今回の担当者が、「もっと働きたいようなら、デイサービスの送迎運転手なら、ずっと仕事がありますよ」と言った。ここはデイサービスを大々的にやっていて、他の老人ホームでもよくすすめられることだが、運転手が不足しているのだ。この仕事は、無理かなあと思った。「それでは、上司と相談して決めます」ということで別れたが、おそらくダメだろう。
万が一採用になっても、断ろうかと考えている。今、勤めている職場は、元気ならずっと何歳でも勤めても良いと言われているが、ここに勤めたら、いずれはデイサービスの送迎に回されるような気がする。自分はものすごい方向音痴で、何度行ったところでも、行きも帰りも迷う。今はナビがあるので簡単だと思うかもしれないが、そうでもないようだ。
乗せるのはだいたい同じ人だが、休んだり、新たに来る人がいたりして、道順が頻繁に変わのでその都度、道順を考える。さらに、雪が積もると風景がガラッと変わり、目印にしていた物も見えなくなる。一昨年は、バスの停留所も埋まったくらいだ。冬道は非常に危ないし、人を乗せているからすごく気を使うと、送迎専門の運転手さんに聞いた。

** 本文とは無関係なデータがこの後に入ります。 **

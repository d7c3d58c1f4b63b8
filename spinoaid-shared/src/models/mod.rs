/// Stored entities and their queries
///
/// Each model exposes associated functions that take the storage collaborator
/// as their first argument, so the same code runs against any
/// [`DocumentStore`](crate::store::DocumentStore).
///
/// # Models
///
/// - `user`: accounts and credentials
/// - `patient`: owner-scoped patient records with sequential codes
/// - `annotation`: owner-scoped batches of shapes drawn on patient images

pub mod annotation;
pub mod patient;
pub mod user;

use crate::store::{DocumentStore, StoreResult};

/// Creates the unique indexes the models rely on
///
/// Call once at startup, before serving requests.
pub async fn ensure_indexes(store: &dyn DocumentStore) -> StoreResult<()> {
    store
        .create_unique_index(user::User::COLLECTION, "email")
        .await?;
    store
        .create_unique_index(patient::Patient::COLLECTION, "patient_id")
        .await?;
    Ok(())
}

と書いていたら、担当者から電話がかかって来た。上司2人も含めて、再度面接をしたいと言う。やはり、送迎や入居者への食事の配膳係などの仕事はどうか、という話だろう。送迎運転手はやらないで、今の仕事の他にダブルワークで週に1~2日だけ、配膳などの仕事をやらせてもらえないか、ということで交渉しようと思っている。それで断られたら仕方がない。